CLEVELAND, Ohio - A demolition crew will start tearing down the Fifth Church of Christ Scientist on Cleveland’s West Side next week, starting the six-to eight-week process of wiping a 90-year-old city landmark off the map.
C&J Contractors of Cleveland is preparing to raze the well-known building, which has been vacant for a quarter of a century. Very little of the structure was saved for other uses, due to the building’s deterioration, the high cost of deconstruction and the city’s tight budget for the job.
In a Tuesday evening email to a small group of Edgewater neighborhood stakeholders, a city official outlined the demolition timeline and wrote that the church’s footprint will be filled and prepared for new development that could start next year. Plans for the broader block, along West 117th Street between Clifton Boulevard and Lake Avenue, include a Lucky’s Market grocery store and other retail to the south and high-end townhouses to the north.
Initial designs floated by residential developer Andrew Brickman showed the church’s portico - its main entry arch - as a freestanding gateway to the townhouses at the Cleveland-Lakewood border. That dramatic preservation concept was shelved, though, once it became clear that separating the entrance from the church and reconstructing it would cost anywhere from $875,000 to $2 million, and possibly more.
The city, which owns the church, had just over $260,000 to work with.
More recently, the city and Councilman Matt Zone talked about removing the gazebo-like cupola from the building’s roof and placing it in a green space planned at the northwest corner of the site. After several weeks of waiting for the Cleveland Electric Illuminating Co. to cut power lines near the church, making it safe to send workers up in a basket on a crane, preservation consultant WR Restoration got close to the cupola in August.
The findings weren’t good. The underlying steel looked like Swiss cheese. Chunks of the stone capitals were falling off. The cupola’s dome turned out to be rotted wood, not metal. The architectural feature looked solid from the ground but, from the air, it was a mess.
“We got highly concerned about it collapsing and pulling us with it,”
Jim Wamelink of WR Restoration said of the cupola. “It would have been a safety concern. When you’re up there, 100-some-odd feet, the wind is swinging the basket. And there’s nothing to grab onto to keep the basket from moving. … It just became a huge safety concern for us, number one. And, number two, as we started taking it apart, it started to fall apart.”
The only salvageable bits were the roof tiles. The city is storing those tiles, along with larger tiles removed from the church’s main dome and a few other pieces of the church: the date stone and architect’s stone, some decorative scrolls, a few columns and a time capsule.

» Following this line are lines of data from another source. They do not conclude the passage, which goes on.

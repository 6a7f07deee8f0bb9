//! Argon2id password hashing and verification.
//!
//! Hashes are stored as PHC strings, so algorithm parameters and salt travel
//! with the hash.

use argon2::password_hash::rand_core::OsRng;
use argon2::password_hash::{PasswordHash, PasswordHasher, PasswordVerifier, SaltString};
use argon2::Argon2;

/// Minimum password length on registration and user creation.
pub const MIN_PASSWORD_LENGTH: usize = 6;

/// Hash a plaintext password with a random salt.
pub fn hash_password(password: &str) -> Result<String, argon2::password_hash::Error> {
    let salt = SaltString::generate(&mut OsRng);
    let hash = Argon2::default().hash_password(password.as_bytes(), &salt)?;
    Ok(hash.to_string())
}

/// `Ok(false)` on mismatch; `Err` only if the stored hash is malformed.
pub fn verify_password(password: &str, hash: &str) -> Result<bool, argon2::password_hash::Error> {
    let parsed_hash = PasswordHash::new(hash)?;
    match Argon2::default().verify_password(password.as_bytes(), &parsed_hash) {
        Ok(()) => Ok(true),
        Err(argon2::password_hash::Error::Password) => Ok(false),
        Err(e) => Err(e),
    }
}

/// Reject passwords shorter than `min_length` characters.
pub fn validate_password_strength(password: &str, min_length: usize) -> Result<(), String> {
    if password.chars().count() < min_length {
        return Err(format!(
            "Password must be at least {min_length} characters long"
        ));
    }
    Ok(())
}

#[cfg(test)]
mod tests {
    use super::*;

    #[test]
    fn test_hash_and_verify() {
        let hash = hash_password("admin123").expect("hashing should succeed");
        assert!(hash.starts_with("$argon2id$"));
        assert!(verify_password("admin123", &hash).expect("verify should succeed"));
        assert!(!verify_password("admin124", &hash).expect("verify should succeed"));
    }

    #[test]
    fn test_malformed_hash_is_an_error() {
        assert!(verify_password("x", "not-a-phc-string").is_err());
    }

    #[test]
    fn test_minimum_length() {
        assert!(validate_password_strength("12345", MIN_PASSWORD_LENGTH)
            .unwrap_err()
            .contains("at least 6 characters"));
        assert!(validate_password_strength("123456", MIN_PASSWORD_LENGTH).is_ok());
        // Counted in characters, not bytes.
        assert!(validate_password_strength("ããããã", MIN_PASSWORD_LENGTH).is_err());
    }
}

Some of the large roof tiles will be used in a wall between the Shoppes on Clifton development and the townhouses. The city is hammering out an agreement with Cudell Improvement, Inc., a neighborhood nonprofit, to make the remaining large tiles available to nearby residents.
The cupola will come down with the rest of the building. It won’t be reconstructed. But it might be recreated.

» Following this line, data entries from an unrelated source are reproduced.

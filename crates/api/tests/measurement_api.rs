//! Measurement recording, listing, the dashboard and deletion over HTTP.

mod common;

use axum::http::StatusCode;
use serde_json::{json, Value};
use sqlx::PgPool;

use common::{
    body_json, build_test_app, compliant_values, create_location, delete_auth, get_auth,
    login_as, measurement_body, post_json_auth, put_json_auth,
};

fn with(field: &str, value: f64) -> Value {
    let mut values = compliant_values();
    values[field] = json!(value);
    values
}

// ---------------------------------------------------------------------------
// Create / update
// ---------------------------------------------------------------------------

/// The server classifies the readings and records the caller as author.
#[sqlx::test(migrations = "../../db/migrations")]
async fn create_computes_status(pool: PgPool) {
    let token = login_as(&pool, "Ana", "analyst").await;
    let app = build_test_app(pool);
    let (inst, sector) = create_location(&app, &token, "Hospital Alfa", "UTI Adulto").await;

    let body = measurement_body(inst, sector, "2025-03-09T10:00:00Z", compliant_values());
    let response = post_json_auth(app.clone(), "/api/measurements", body, &token).await;
    assert_eq!(response.status(), StatusCode::CREATED);
    assert_eq!(body_json(response).await["status"], "compliant");

    let body = measurement_body(inst, sector, "2025-03-10T10:00:00Z", with("humidity", 65.0));
    let response = post_json_auth(app, "/api/measurements", body, &token).await;
    assert_eq!(response.status(), StatusCode::CREATED);
    assert_eq!(body_json(response).await["status"], "non_compliant");
}

/// A client-supplied status is ignored.
#[sqlx::test(migrations = "../../db/migrations")]
async fn client_status_is_ignored(pool: PgPool) {
    let token = login_as(&pool, "Ana", "analyst").await;
    let app = build_test_app(pool);
    let (inst, sector) = create_location(&app, &token, "Hospital Alfa", "UTI Adulto").await;

    let mut body = measurement_body(inst, sector, "2025-03-09T10:00:00Z", with("pm25", 40.0));
    body["status"] = json!("compliant");
    let response = post_json_auth(app, "/api/measurements", body, &token).await;
    assert_eq!(body_json(response).await["status"], "non_compliant");
}

#[sqlx::test(migrations = "../../db/migrations")]
async fn sector_must_belong_to_institution(pool: PgPool) {
    let token = login_as(&pool, "Ana", "analyst").await;
    let app = build_test_app(pool);
    let (alfa, _) = create_location(&app, &token, "Hospital Alfa", "UTI Adulto").await;
    let (_, beta_sector) = create_location(&app, &token, "Universidade Beta", "Biblioteca").await;

    let body = measurement_body(alfa, beta_sector, "2025-03-09T10:00:00Z", compliant_values());
    let response = post_json_auth(app.clone(), "/api/measurements", body, &token).await;
    assert_eq!(response.status(), StatusCode::BAD_REQUEST);
    assert_eq!(body_json(response).await["code"], "VALIDATION_ERROR");

    let mut body = measurement_body(alfa, beta_sector, "2025-03-09T10:00:00Z", compliant_values());
    body.as_object_mut().unwrap().remove("pm10");
    let response = post_json_auth(app, "/api/measurements", body, &token).await;
    assert!(response.status().is_client_error());
}

#[sqlx::test(migrations = "../../db/migrations")]
async fn update_recomputes_status(pool: PgPool) {
    let token = login_as(&pool, "Ana", "analyst").await;
    let app = build_test_app(pool);
    let (inst, sector) = create_location(&app, &token, "Hospital Alfa", "UTI Adulto").await;

    let body = measurement_body(inst, sector, "2025-03-09T10:00:00Z", compliant_values());
    let response = post_json_auth(app.clone(), "/api/measurements", body, &token).await;
    let id = body_json(response).await["id"].as_i64().unwrap();

    // 1200 - 400 exceeds the 700 ppm differential.
    let body = measurement_body(inst, sector, "2025-03-09T10:00:00Z", with("co2_internal", 1200.0));
    let response =
        put_json_auth(app.clone(), &format!("/api/measurements/{id}"), body, &token).await;
    assert_eq!(response.status(), StatusCode::OK);
    assert_eq!(body_json(response).await["status"], "non_compliant");

    let body = measurement_body(inst, sector, "2025-03-09T10:00:00Z", compliant_values());
    let response = put_json_auth(app, "/api/measurements/9999", body, &token).await;
    assert_eq!(response.status(), StatusCode::NOT_FOUND);
}

// ---------------------------------------------------------------------------
// Reads
// ---------------------------------------------------------------------------

/// The detail view names the failing checks and joins location/author.
#[sqlx::test(migrations = "../../db/migrations")]
async fn detail_includes_breakdown(pool: PgPool) {
    let token = login_as(&pool, "Ana", "analyst").await;
    let app = build_test_app(pool);
    let (inst, sector) = create_location(&app, &token, "Hospital Alfa", "UTI Adulto").await;

    let mut values = with("temperature", 27.0);
    values["air_speed"] = json!(0.4);
    let body = measurement_body(inst, sector, "2025-03-09T10:00:00Z", values);
    let response = post_json_auth(app.clone(), "/api/measurements", body, &token).await;
    let id = body_json(response).await["id"].as_i64().unwrap();

    let response = get_auth(app, &format!("/api/measurements/{id}"), &token).await;
    assert_eq!(response.status(), StatusCode::OK);
    let json = body_json(response).await;
    assert_eq!(json["institution_name"], "Hospital Alfa");
    assert_eq!(json["sector_name"], "UTI Adulto");
    assert_eq!(json["user_name"], "Ana");
    assert_eq!(json["checks"].as_array().unwrap().len(), 10);
    assert_eq!(json["failed_parameters"], json!(["temperature", "air_speed"]));
    assert_eq!(json["files"], json!([]));
}

#[sqlx::test(migrations = "../../db/migrations")]
async fn list_paginates_newest_first(pool: PgPool) {
    let token = login_as(&pool, "Ana", "analyst").await;
    let app = build_test_app(pool);
    let (inst, sector) = create_location(&app, &token, "Hospital Alfa", "UTI Adulto").await;

    for day in 1..=3 {
        let date = format!("2025-03-0{day}T10:00:00Z");
        let body = measurement_body(inst, sector, &date, compliant_values());
        post_json_auth(app.clone(), "/api/measurements", body, &token).await;
    }

    let response = get_auth(app.clone(), "/api/measurements?page=1&page_size=2", &token).await;
    assert_eq!(response.status(), StatusCode::OK);
    let json = body_json(response).await;
    assert_eq!(json["total"], 3);
    assert_eq!(json["page"], 1);
    assert_eq!(json["page_size"], 2);
    let items = json["items"].as_array().unwrap();
    assert_eq!(items.len(), 2);
    assert!(items[0]["date"].as_str().unwrap().starts_with("2025-03-03"));
    assert!(items[1]["date"].as_str().unwrap().starts_with("2025-03-02"));

    let response = get_auth(app, "/api/measurements?page=2&page_size=2", &token).await;
    let json = body_json(response).await;
    assert_eq!(json["items"].as_array().unwrap().len(), 1);
}

#[sqlx::test(migrations = "../../db/migrations")]
async fn list_filters_by_location_and_date(pool: PgPool) {
    let token = login_as(&pool, "Ana", "analyst").await;
    let app = build_test_app(pool);
    let (alfa, uti) = create_location(&app, &token, "Hospital Alfa", "UTI Adulto").await;
    let (beta, biblioteca) = create_location(&app, &token, "Universidade Beta", "Biblioteca").await;

    for (inst, sector, date) in [
        (alfa, uti, "2025-03-01T08:00:00Z"),
        (alfa, uti, "2025-03-05T23:30:00Z"),
        (beta, biblioteca, "2025-03-05T12:00:00Z"),
    ] {
        let body = measurement_body(inst, sector, date, compliant_values());
        post_json_auth(app.clone(), "/api/measurements", body, &token).await;
    }

    let uri = format!("/api/measurements?institution_id={alfa}");
    let json = body_json(get_auth(app.clone(), &uri, &token).await).await;
    assert_eq!(json["total"], 2);

    // A date-only `to` covers the whole day.
    let uri = "/api/measurements?from=2025-03-02&to=2025-03-05";
    let json = body_json(get_auth(app.clone(), uri, &token).await).await;
    assert_eq!(json["total"], 2);

    let uri = format!("/api/measurements?sector_id={uti}&from=2025-03-02&to=2025-03-05");
    let json = body_json(get_auth(app.clone(), &uri, &token).await).await;
    assert_eq!(json["total"], 1);

    let response = get_auth(app.clone(), "/api/measurements?from=2025-03-06&to=2025-03-01", &token).await;
    assert_eq!(response.status(), StatusCode::BAD_REQUEST);

    let response = get_auth(app, "/api/measurements?from=yesterday", &token).await;
    assert_eq!(response.status(), StatusCode::BAD_REQUEST);
}

#[sqlx::test(migrations = "../../db/migrations")]
async fn thresholds_are_served(pool: PgPool) {
    let token = login_as(&pool, "Ana", "viewer").await;
    let app = build_test_app(pool);

    let json = body_json(get_auth(app, "/api/measurements/thresholds", &token).await).await;
    assert_eq!(json["co2_max"], 1000.0);
    assert_eq!(json["co2_differential_max"], 700.0);
    assert_eq!(json["temperature_min"], 20.0);
}

// ---------------------------------------------------------------------------
// Dashboard
// ---------------------------------------------------------------------------

#[sqlx::test(migrations = "../../db/migrations")]
async fn bi_aggregates_filtered_rows(pool: PgPool) {
    let token = login_as(&pool, "Ana", "analyst").await;
    let app = build_test_app(pool);
    let (inst, sector) = create_location(&app, &token, "Hospital Alfa", "UTI Adulto").await;

    for (date, values) in [
        ("2025-03-02T10:00:00Z", with("temperature", 22.0)),
        ("2025-03-01T10:00:00Z", with("temperature", 24.0)),
        ("2025-03-03T10:00:00Z", with("humidity", 70.0)),
    ] {
        let body = measurement_body(inst, sector, date, values);
        post_json_auth(app.clone(), "/api/measurements", body, &token).await;
    }

    let response = get_auth(app.clone(), "/api/measurements/bi", &token).await;
    assert_eq!(response.status(), StatusCode::OK);
    let json = body_json(response).await;
    assert_eq!(json["kpis"]["compliant_count"], 2);
    assert_eq!(json["kpis"]["non_compliant_count"], 1);
    assert_eq!(json["kpis"]["temperature_avg"], 23.0);

    let series = json["series"].as_array().unwrap();
    let dates: Vec<&str> = series.iter().map(|p| p["date"].as_str().unwrap()).collect();
    assert_eq!(dates, ["2025-03-01", "2025-03-02", "2025-03-03"]);

    let response = get_auth(app, "/api/measurements/bi?from=2026-01-01", &token).await;
    let json = body_json(response).await;
    assert_eq!(json["kpis"]["temperature_avg"], 0.0);
    assert_eq!(json["series"], json!([]));
}

// ---------------------------------------------------------------------------
// Delete
// ---------------------------------------------------------------------------

#[sqlx::test(migrations = "../../db/migrations")]
async fn delete_removes_measurement(pool: PgPool) {
    let token = login_as(&pool, "Ana", "analyst").await;
    let app = build_test_app(pool);
    let (inst, sector) = create_location(&app, &token, "Hospital Alfa", "UTI Adulto").await;

    let body = measurement_body(inst, sector, "2025-03-09T10:00:00Z", compliant_values());
    let response = post_json_auth(app.clone(), "/api/measurements", body, &token).await;
    let id = body_json(response).await["id"].as_i64().unwrap();

    let uri = format!("/api/measurements/{id}");
    let response = delete_auth(app.clone(), &uri, &token).await;
    assert_eq!(response.status(), StatusCode::NO_CONTENT);

    let response = get_auth(app.clone(), &uri, &token).await;
    assert_eq!(response.status(), StatusCode::NOT_FOUND);

    let response = delete_auth(app, &uri, &token).await;
    assert_eq!(response.status(), StatusCode::NOT_FOUND);
}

“The Jackson administration and Councilman Matt Zone are confident that a replica cupola can be built from existing documentation and can incorporate the salvaged roof tiles,”
Charles Slife, special assistant for regional development at City Hall, wrote in the Tuesday email to neighbors and business owners who have participated in years of discussions about the church.
The city and Zone also are planning an event, possibly in October, to crack open the time capsule and celebrate a ceremonial groundbreaking for the next wave of development on the block.